Anche in questo post propongo quanto scritto dal Prof. Lamberti in merito alla politica delle assunzioni di favore nella pubblica amministrazione della città di Napoli. E' inutile dire che condivido appieno il pensiero del professore.

"Anche oggi, lunedi 29 giugno, la città è bloccata da cortei di manifestanti che chiedono il lavoro. Non un lavoro qualsiasi, quelli li lasciano agli extra comunitari, ma il posto nella pubblica amministrazione magari dopo una permanenza temporanea in una società mista. Tanto sanno che queste società falliscono perchè servono solo ad assumere gente senza alcun lavoro produttivo da fare. Una volta fallite, per evitare la guerra dei disoccupati, dopo qualche assalto a Palazzo S.Giacomo o alla Regione Campania, con tanto di autobus dati alle fiamme, cassonetti per l'immondizia rovesciati per la strada e bruciati, scontri con la polizia con feriti e arresti, verranno tutti assunti in una nuova società creata ad hoc e destinata anch'essa al fallimento.Prima o poi però troveranno spazio nella amministrazione pubblica, dove continueranno a percepire uno stipendio senza assicurare nessun servizio. Una storia che si ripete da troppi anni perchè ci si possa illudere su qualche cabiamento. Ma nessuno dice veramente le cose come stanno: queste manifestazioni sono il segnale tracotante del potere della camorra di piegare le istituzioni ai loro obiettivi di distribuzione ai loro accoliti delle opportunità di lavoro che le amministrazioni pubbliche riescono ad assicurare. Non ne parla nessuno, nemmeno i giornali, perchè hanno paura dell'assalto dei violenti e facinorosi manovrati dalla camorra, quella vera, non quella di cui si parla alle manifestazioni anticamorra. "
Prof.
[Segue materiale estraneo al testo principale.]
/// Ask `queue`'s worker to exit and join it.
fn stop_queue(queue: &Arc<CpuQueue>) {
    {
        // The stop flag is not part of the locked state, so set and signal
        // it under the queue lock anyway: otherwise it could slip between
        // the worker's wakeup check and its wait, and the wakeup is lost.
        let _inner = queue.inner.lock().unwrap();
        queue.should_stop.store(true, Ordering::Release);
        queue.more_work.notify_all();
    }
    let handle = queue.worker.lock().take();
    if let Some(handle) = handle {
        let _ = handle.thread.join();
    }
}

/// Worker thread main loop: sleep until work arrives, drain, repeat.
fn worker_thread(queue: Arc<CpuQueue>) {
    cpu::bind(queue.cpu);
    if queue.freezeable {
        log::debug!("kworker {}/{} is freezeable", queue.wq_name, queue.cpu);
    }
    loop {
        let mut inner = queue.inner.lock().unwrap();
        while inner.worklist.is_empty() && !queue.should_stop.load(Ordering::Acquire) {
            inner = queue.more_work.wait(inner).unwrap();
        }
        drop(inner);
        if queue.should_stop.load(Ordering::Acquire) {
            // Teardown flushes before stopping, so exiting without another
            // drain pass cannot strand work a flush promised.
            break;
        }
        run_queue(&queue);
    }
}

fn spawn_worker(queue: &Arc<CpuQueue>) -> Result<(), WorkqueueError> {
    let thread_name = format!("{}/{}", queue.wq_name, queue.cpu);
    let q = Arc::clone(queue);
    let handle = thread::Builder::new()
        .name(thread_name.clone())
        .spawn(move || worker_thread(q))
        .map_err(|e| {
            log::error!("workqueue({}): failed to spawn worker: {}", thread_name, e);
            WorkqueueError::SpawnFailed
        })?;
    log::info!("KWORKER_SPAWN: {} started", thread_name);
    let tid = handle.thread().id();
    *queue.worker.lock() = Some(WorkerHandle { thread: handle, tid });
    Ok(())
}

// =============================================================================
// Workqueue
// =============================================================================

/// A named collection of per-CPU queues.
pub struct Workqueue {
    name: &'static str,
    flags: WorkqueueFlags,
    /// Per-CPU queue slots, indexed by CPU id. Single-threaded queues use
    /// only [`SINGLETHREAD_CPU`].
    queues: spin::Mutex<Vec<Option<Arc<CpuQueue>>>>,
    destroyed: AtomicBool,
}

impl Workqueue {
    /// Create a workqueue and spawn its workers: one for
    /// [`SINGLETHREAD_CPU`] in single-threaded mode, else one per online
    /// CPU. On spawn failure everything built so far is torn down again and
    /// no partially constructed workqueue is observable.
    pub fn new(name: &'static str, flags: WorkqueueFlags) -> Result<Arc<Workqueue>, WorkqueueError> {
        cpu::ensure_init();
        let wq = Arc::new(Workqueue {
            name,
            flags,
            queues: spin::Mutex::new(vec![None; MAX_CPUS]),
            destroyed: AtomicBool::new(false),
        });
        let targets = if flags.single_threaded {
            vec![SINGLETHREAD_CPU]
        } else {
            cpu::online_cpus()
        };
        for cpu in targets {
            if let Err(e) = wq.attach_cpu(cpu) {
                wq.detach_all();
                return Err(e);
            }
        }
        if !flags.single_threaded {
            register(&wq);
        }
        log::info!(
            "WORKQUEUE_CREATE: '{}' ({})",
            name,
            if flags.single_threaded { "single-threaded" } else { "per-cpu" }
        );
        Ok(wq)
    }

    /// Diagnostic name of this workqueue.
    pub fn name(&self) -> &'static str {
        self.name
    }

    /// Queue work for execution on the submitter's current CPU (or the
    /// fixed queue in single-threaded mode). Returns false if the item is
    /// already pending; that is a no-op, not an error.
    ///
    /// Safe to call from inside a running work function, including
    /// re-submitting the function's own item.
    pub fn queue_work(&self, work: Arc<Work>) -> bool {
        if self.destroyed.load(Ordering::SeqCst) {
            log::warn!(
                "workqueue({}): work '{}' submitted after destroy, dropping",
                self.name,
                work.name()
            );
            return false;
        }
        if !work.test_and_set_pending() {
            log::warn!(
                "workqueue({}): work '{}' already pending, rejecting",
                self.name,
                work.name()
            );
            return false;
        }
        let queue = self.queue_for(cpu::current());
        insert_work(&queue, work, true);
        true
    }

    /// Queue work onto an explicit CPU's queue. Used by the per-CPU fan-out
    /// path and hotplug re-homing.
    pub(crate) fn queue_work_on(&self, cpu: usize, work: Arc<Work>) -> bool {
        if self.destroyed.load(Ordering::SeqCst) {
            return false;
        }
        if !work.test_and_set_pending() {
            return false;
        }
        let queue = self.queue_for(cpu);
        insert_work(&queue, work, true);
        true
    }

    /// Queue work to run after `delay`. A zero delay bypasses the timer and
    /// behaves exactly like [`Workqueue::queue_work`]. Returns false if the
    /// item is already scheduled (armed or queued).
    pub fn queue_delayed_work(
        self: &Arc<Self>,
        dwork: &Arc<DelayedWork>,
        delay: Duration,
    ) -> bool {
        if delay.is_zero() {
            return self.queue_work(Arc::clone(dwork.work()));
        }
        if self.destroyed.load(Ordering::SeqCst) {
            log::warn!(
                "workqueue({}): delayed work '{}' submitted after destroy, dropping",
                self.name,
                dwork.work().name()
            );
            return false;
        }
        if !dwork.work().test_and_set_pending() {
            return false;
        }
        let wq = Arc::clone(self);
        let dw = Arc::clone(dwork);
        dwork.arm_with(|| {
            timer::arm(
                delay,
                Box::new(move || {
                    // Only the enqueue mechanics run here: the item is
                    // already pending. Destination is resolved at fire time.
                    dw.clear_timer();
                    wq.enqueue_pending(Arc::clone(dw.work()), None);
                }),
            )
        });
        true
    }

    /// Like [`Workqueue::queue_delayed_work`], but the destination CPU is
    /// chosen by the caller instead of derived from the firing context.
    pub fn queue_delayed_work_on(
        self: &Arc<Self>,
        cpu: usize,
        dwork: &Arc<DelayedWork>,
        delay: Duration,
    ) -> bool {
        assert!(cpu < MAX_CPUS, "cpu {} out of range", cpu);
        if self.destroyed.load(Ordering::SeqCst) {
            log::warn!(
                "workqueue({}): delayed work '{}' submitted after destroy, dropping",
                self.name,
                dwork.work().name()
            );
            return false;
        }
        if !dwork.work().test_and_set_pending() {
            return false;
        }
        if delay.is_zero() {
            self.enqueue_pending(Arc::clone(dwork.work()), Some(cpu));
            return true;
        }
        let wq = Arc::clone(self);
        let dw = Arc::clone(dwork);
        dwork.arm_with(|| {
            timer::arm(
                delay,
                Box::new(move || {
                    dw.clear_timer();
                    wq.enqueue_pending(Arc::clone(dw.work()), Some(cpu));
                }),
            )
        });
        true
    }

    /// Enqueue an item whose pending bit is already set (delayed-timer fire
    /// and hotplug re-homing paths).
    pub(crate) fn enqueue_pending(&self, work: Arc<Work>, target: Option<usize>) {
        // Re-checked via try_queue_for below: a timer can fire while the
        // queue is being torn down, and the wheel thread must not die for it.
        let queue = if self.destroyed.load(Ordering::SeqCst) {
            None
        } else {
            self.try_queue_for(target.unwrap_or_else(cpu::current))
        };
        let Some(queue) = queue else {
            log::warn!(
                "workqueue({}): work '{}' arrived after destroy, dropping",
                self.name,
                work.name()
            );
            work.release();
            return;
        };
        insert_work(&queue, work, true);
    }

    /// Block until every item that was pending on any of this workqueue's
    /// queues at the time of the call has completed. Items submitted after
    /// the call begins are not waited for.
    pub fn flush(&self) {
        if self.destroyed.load(Ordering::SeqCst) {
            panic!("workqueue '{}': flush after destroy", self.name);
        }
        self.flush_queues();
    }

    fn flush_queues(&self) {
        // Snapshot the live queues first: a flush can block a long time and
        // must not hold the slot lock while it waits.
        let queues: Vec<Arc<CpuQueue>> = self.queues.lock().iter().flatten().cloned().collect();
        for queue in queues {
            flush_cpu_queue(&queue);
        }
    }

    /// Flush, stop every worker, and release the per-CPU queues. Calling
    /// destroy twice is a caller logic bug and panics.
    pub fn destroy(&self) {
        if self.destroyed.swap(true, Ordering::SeqCst) {
            panic!("workqueue '{}': destroy called twice", self.name);
        }
        self.flush_queues();
        if !self.flags.single_threaded {
            unregister(self);
        }
        self.detach_all();
        log::info!("WORKQUEUE_DESTROY: '{}'", self.name);
    }

    /// Resolve the destination queue for a submission aimed at `cpu`.
    fn queue_for(&self, cpu: usize) -> Arc<CpuQueue> {
        self.try_queue_for(cpu)
            .expect("workqueue has no live queues")
    }

    fn try_queue_for(&self, cpu: usize) -> Option<Arc<CpuQueue>> {
        let slots = self.queues.lock();
        if self.flags.single_threaded {
            return slots[SINGLETHREAD_CPU].clone();
        }
        if cpu::is_online(cpu) {
            if let Some(queue) = &slots[cpu] {
                return Some(Arc::clone(queue));
            }
        }
        // The target CPU went away (or this queue has no worker for it yet):
        // re-route to the first live queue.
        if let Some(queue) = &slots[cpu::first_online()] {
            return Some(Arc::clone(queue));
        }
        slots.iter().flatten().next().cloned()
    }

    /// Create and start this workqueue's queue for `cpu`.
    pub(crate) fn attach_cpu(&self, cpu: usize) -> Result<(), WorkqueueError> {
        let queue = Arc::new(CpuQueue::new(self.name, cpu, self.flags.freezeable));
        spawn_worker(&queue)?;
        self.queues.lock()[cpu] = Some(queue);
        Ok(())
    }

    /// Stop and drop this workqueue's queue for `cpu`. With `migrate`, any
    /// still-pending items are re-homed onto the calling CPU's queue after
    /// the worker has stopped.
    pub(crate) fn detach_cpu(&self, cpu: usize, migrate: bool) {
        let queue = self.queues.lock()[cpu].take();
        let Some(queue) = queue else { return };
        stop_queue(&queue);
        if migrate {
            take_over_work(self, &queue);
        }
    }

    fn detach_all(&self) {
        for cpu in 0..MAX_CPUS {
            let queue = self.queues.lock()[cpu].take();
            if let Some(queue) = queue {
                stop_queue(&queue);
            }
        }
    }
}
Amato Lamberti
corrieredelmezzogiorno.corriere.it

sabato 20 giugno 2009

Gli ex detenuti accompagnano e sorvegliano i turisti

Di seguito, riporto le considerazioni, per me giuste, del Prof. Amato Lamberti. Le istituzioni si danno tanto da fare per le esigenze di determinate categorie, ma della gente comune ed onesta, chi se ne occupa?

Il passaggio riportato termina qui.